- Material shown -

▬▬▬

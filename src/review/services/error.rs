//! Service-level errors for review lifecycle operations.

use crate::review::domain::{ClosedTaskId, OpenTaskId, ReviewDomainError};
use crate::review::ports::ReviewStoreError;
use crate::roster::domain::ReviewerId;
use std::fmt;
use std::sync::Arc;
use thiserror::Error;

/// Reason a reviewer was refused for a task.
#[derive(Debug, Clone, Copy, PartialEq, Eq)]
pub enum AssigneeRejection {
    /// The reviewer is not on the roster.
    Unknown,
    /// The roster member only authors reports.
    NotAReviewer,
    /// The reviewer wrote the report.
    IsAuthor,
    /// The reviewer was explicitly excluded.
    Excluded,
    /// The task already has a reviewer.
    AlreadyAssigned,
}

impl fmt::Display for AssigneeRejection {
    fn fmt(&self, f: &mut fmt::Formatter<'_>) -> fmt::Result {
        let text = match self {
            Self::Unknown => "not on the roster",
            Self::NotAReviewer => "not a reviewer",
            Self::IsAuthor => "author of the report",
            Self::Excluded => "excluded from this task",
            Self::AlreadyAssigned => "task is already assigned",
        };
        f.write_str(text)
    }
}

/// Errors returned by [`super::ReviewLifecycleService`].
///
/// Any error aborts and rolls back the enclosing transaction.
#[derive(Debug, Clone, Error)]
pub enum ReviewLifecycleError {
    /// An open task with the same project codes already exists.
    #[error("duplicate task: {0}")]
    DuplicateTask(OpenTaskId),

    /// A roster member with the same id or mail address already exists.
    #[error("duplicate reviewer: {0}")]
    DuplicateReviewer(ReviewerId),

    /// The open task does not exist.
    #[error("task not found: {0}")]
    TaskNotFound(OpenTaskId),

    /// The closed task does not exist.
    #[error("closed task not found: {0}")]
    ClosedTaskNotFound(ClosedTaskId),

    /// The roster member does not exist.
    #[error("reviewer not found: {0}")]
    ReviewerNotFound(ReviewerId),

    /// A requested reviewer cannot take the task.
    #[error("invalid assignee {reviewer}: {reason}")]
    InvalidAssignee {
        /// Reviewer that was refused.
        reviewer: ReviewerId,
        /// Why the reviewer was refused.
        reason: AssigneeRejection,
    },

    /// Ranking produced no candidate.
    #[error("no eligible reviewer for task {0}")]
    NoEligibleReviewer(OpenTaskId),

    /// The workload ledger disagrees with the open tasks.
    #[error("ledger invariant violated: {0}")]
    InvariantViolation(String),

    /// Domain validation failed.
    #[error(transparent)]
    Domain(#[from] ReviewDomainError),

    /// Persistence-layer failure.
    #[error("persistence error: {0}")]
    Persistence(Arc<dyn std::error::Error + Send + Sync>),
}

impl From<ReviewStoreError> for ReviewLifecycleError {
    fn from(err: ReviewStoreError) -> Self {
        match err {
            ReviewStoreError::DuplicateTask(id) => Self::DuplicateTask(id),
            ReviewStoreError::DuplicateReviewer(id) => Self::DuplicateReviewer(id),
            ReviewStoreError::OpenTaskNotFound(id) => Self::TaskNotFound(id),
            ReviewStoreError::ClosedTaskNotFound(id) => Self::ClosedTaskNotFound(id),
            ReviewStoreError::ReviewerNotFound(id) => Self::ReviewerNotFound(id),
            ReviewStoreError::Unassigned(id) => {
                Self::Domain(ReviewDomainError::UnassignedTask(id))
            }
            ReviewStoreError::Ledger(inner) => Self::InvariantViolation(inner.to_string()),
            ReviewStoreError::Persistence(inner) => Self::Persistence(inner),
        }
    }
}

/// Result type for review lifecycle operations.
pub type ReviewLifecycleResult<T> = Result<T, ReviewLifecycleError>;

▬▬▬

- What to produce -
Taking the entries above, restate exactly those lines that fall between the line with "codes already exists." and the line with "that was refused.", keeping both of those lines too.

- Solution to this exercise -
    /// An open task with the same project codes already exists.
    #[error("duplicate task: {0}")]
    DuplicateTask(OpenTaskId),

    /// A roster member with the same id or mail address already exists.
    #[error("duplicate reviewer: {0}")]
    DuplicateReviewer(ReviewerId),

    /// The open task does not exist.
    #[error("task not found: {0}")]
    TaskNotFound(OpenTaskId),

    /// The closed task does not exist.
    #[error("closed task not found: {0}")]
    ClosedTaskNotFound(ClosedTaskId),

    /// The roster member does not exist.
    #[error("reviewer not found: {0}")]
    ReviewerNotFound(ReviewerId),

    /// A requested reviewer cannot take the task.
    #[error("invalid assignee {reviewer}: {reason}")]
    InvalidAssignee {
        /// Reviewer that was refused.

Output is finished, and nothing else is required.